Big Not-So-Bad Wolves

By LEIGH NEWMAN

I grew up in Alaska, where one thing after another was constantly threatening my young life. Floatplanes stalled. Grizzlies ate our camping
 supplies. A moose wandering through our backyard got angrier than expected when a kid from school threw a rock at its knees. I wouldn’t say I was cavalier or brave about these experiences, but I didn’t need much time to recover from them. I was a child. My conclusion was almost always the same: I was still alive, and so was the rest of my family. We could all eat a granola bar and keep on fishing.

So, a few decades later, I couldn’t believe how shaken I became over an incident with a dog—not even a feral one, a pet. I was thirty-two years old at the time and living in a farmhouse in a Western Massachusetts with a few other graduate students. The dog belonged to one of them. He was a Rottweiler, but friendly. This particular night, he was sleeping on the living room couch. When I went upstairs to use the bathroom, he followed me. I stopped to pet him. He nuzzled my hand. Then, idly, as if experimenting, snapped his jaws into my arm. I stood up, stunned, puzzled. Blood was leaking from a hole in my skin, a tooth hole. The Rottweiler cocked his head, as if he, too, was puzzled. Then something hardened in his eyes. He jumped. I put my hands out to stop him, but he landed on my chest, and—whap—knocked me on my back. I tried to protect my head with my hands, but he was heavier and faster. The next thing I knew, someone was tearing the dog off, and I was crawling into the bathroom for safety. I was unhurt, save for the bite on my arm.

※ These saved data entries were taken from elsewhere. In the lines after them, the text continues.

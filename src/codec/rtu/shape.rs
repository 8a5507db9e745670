// SPDX-FileCopyrightText: Copyright (c) 2018-2025 slowtec GmbH <post@slowtec.de>
// SPDX-License-Identifier: MIT OR Apache-2.0

//! Byte layout of the RTU frames a sniffer can recognize.

use super::*;

/// Number of bytes of the trailing CRC.
pub const CRC_LEN: usize = 2;

/// Number of bytes needed before any shape can be probed:
/// unit id, function code and at least one more byte.
pub const MIN_PROBE_LEN: usize = 3;

/// Set on the function code of an exception response.
pub const EXCEPTION_BIT: u8 = 0x80;

/// Layout of one frame form (request or response) on the wire.
#[cfg_attr(all(feature = "defmt", target_os = "none"), derive(defmt::Format))]
#[derive(Debug, Clone, Copy, PartialEq, Eq)]
pub struct FrameShape {
    /// Bytes in front of the variable payload (or the CRC), including the
    /// unit id, the function code and the byte count field.
    header_len: usize,
    /// Offset of the one byte count field of variable length frames.
    byte_count_idx: Option<usize>,
}

impl FrameShape {
    /// A shape with a fixed total length (including CRC).
    #[must_use]
    pub const fn fixed(len: usize) -> Self {
        Self {
            header_len: len - CRC_LEN,
            byte_count_idx: None,
        }
    }

    /// A shape whose payload length is given by the byte at `byte_count_idx`.
    #[must_use]
    pub const fn counted(byte_count_idx: usize) -> Self {
        Self {
            header_len: byte_count_idx + 1,
            byte_count_idx: Some(byte_count_idx),
        }
    }

    /// The offset of the byte count field, if any.
    #[must_use]
    pub const fn byte_count_idx(&self) -> Option<usize> {
        self.byte_count_idx
    }

    /// The shortest possible frame of this shape.
    #[must_use]
    pub const fn min_len(&self) -> usize {
        self.header_len + CRC_LEN
    }

    /// Total frame length, or `None` if the byte count has not been received yet.
    #[must_use]
    pub fn frame_len(&self, adu_buf: &[u8]) -> Option<usize> {
        let Some(idx) = self.byte_count_idx else {
            return Some(self.min_len());
        };
        adu_buf
            .get(idx)
            .map(|&byte_count| self.min_len() + usize::from(byte_count))
    }
}

/// Request and response layout of a function code.
#[cfg_attr(all(feature = "defmt", target_os = "none"), derive(defmt::Format))]
#[derive(Debug, Clone, Copy, PartialEq, Eq)]
pub struct ShapePair {
    pub request: FrameShape,
    pub response: FrameShape,
}

impl ShapePair {
    /// The shape to probe for the given decoder type.
    #[must_use]
    pub const fn get(&self, decoder_type: DecoderType) -> FrameShape {
        match decoder_type {
            DecoderType::Request => self.request,
            DecoderType::Response => self.response,
        }
    }
}

/// unit, fc, address, quantity, crc
const READ_REQUEST: FrameShape = FrameShape::fixed(8);
/// unit, fc, byte count, data, crc
const READ_RESPONSE: FrameShape = FrameShape::counted(2);
/// unit, fc, address, quantity, byte count, data, crc
const WRITE_MULTIPLE_REQUEST: FrameShape = FrameShape::counted(6);
/// unit, fc, address, quantity, crc
const WRITE_MULTIPLE_RESPONSE: FrameShape = FrameShape::fixed(8);

/// unit, fc, exception code, crc
pub const EXCEPTION_SHAPE: FrameShape = FrameShape::fixed(5);

/// Look up the frame shapes of a function code.
///
/// Exception responses are not part of the catalog, see [`is_exception`].
#[must_use]
pub const fn shapes(fn_code: FunctionCode) -> Option<ShapePair> {
    use FunctionCode::*;
    let (request, response) = match fn_code {
        ReadCoils | ReadDiscreteInputs | ReadHoldingRegisters | ReadInputRegisters => {
            (READ_REQUEST, READ_RESPONSE)
        }
        // The address is echoed without the written value.
        WriteSingleCoil => (FrameShape::fixed(8), FrameShape::fixed(6)),
        WriteSingleRegister => (FrameShape::fixed(8), FrameShape::fixed(8)),
        WriteMultipleCoils | WriteMultipleRegisters => {
            (WRITE_MULTIPLE_REQUEST, WRITE_MULTIPLE_RESPONSE)
        }
        // unit, fc, read address, read quantity, write address, write quantity,
        // byte count, data, crc
        ReadWriteMultipleRegisters => (FrameShape::counted(10), READ_RESPONSE),
        Custom(_) => return None,
    };
    Some(ShapePair { request, response })
}

/// Any function code with the exception bit set denotes an exception response.
#[must_use]
pub const fn is_exception(fn_code: u8) -> bool {
    fn_code & EXCEPTION_BIT != 0
}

The Rottweiler was later taken away by animal control. But I was haunted by how unprepared I’d been for the force of the animal pinning me to the floor. Then again, the idea did occur to me: Who in the world would be prepared for such a thing? Maybe what I had taken for an understanding of mortality during my childhood was actually a child’s belief in the immortal.

I developed a fear of big dogs that lasted years. This fear was embarrassing to me. I didn’t want to be the person who crossed the street to avoid a German shepherd on a leash or who trembled whenever a pit bull glanced at me from behind a fence. I told no one about my feelings. Not my husband, Lawrence And not my five-year-old son, Henry. I didn’t want my little boy to develop a dog phobia from me. Besides, my fears felt silly, girlish. By now, the Rottweiler incident was six years in the past; I had no disfiguring scars or lasting injuries. I had grown up in the land of tough, courageous people who fished on riverbanks beside grizzly bears.

 

Two years ago, however, my family and I flew out to see my dad for Christmas. After a lifetime in Alaska, he now had a vacation home in Idaho. The valley where he lives is isolated, surrounded by cottonwoods and forest. But there are roads, cable TV providers—and neighbors.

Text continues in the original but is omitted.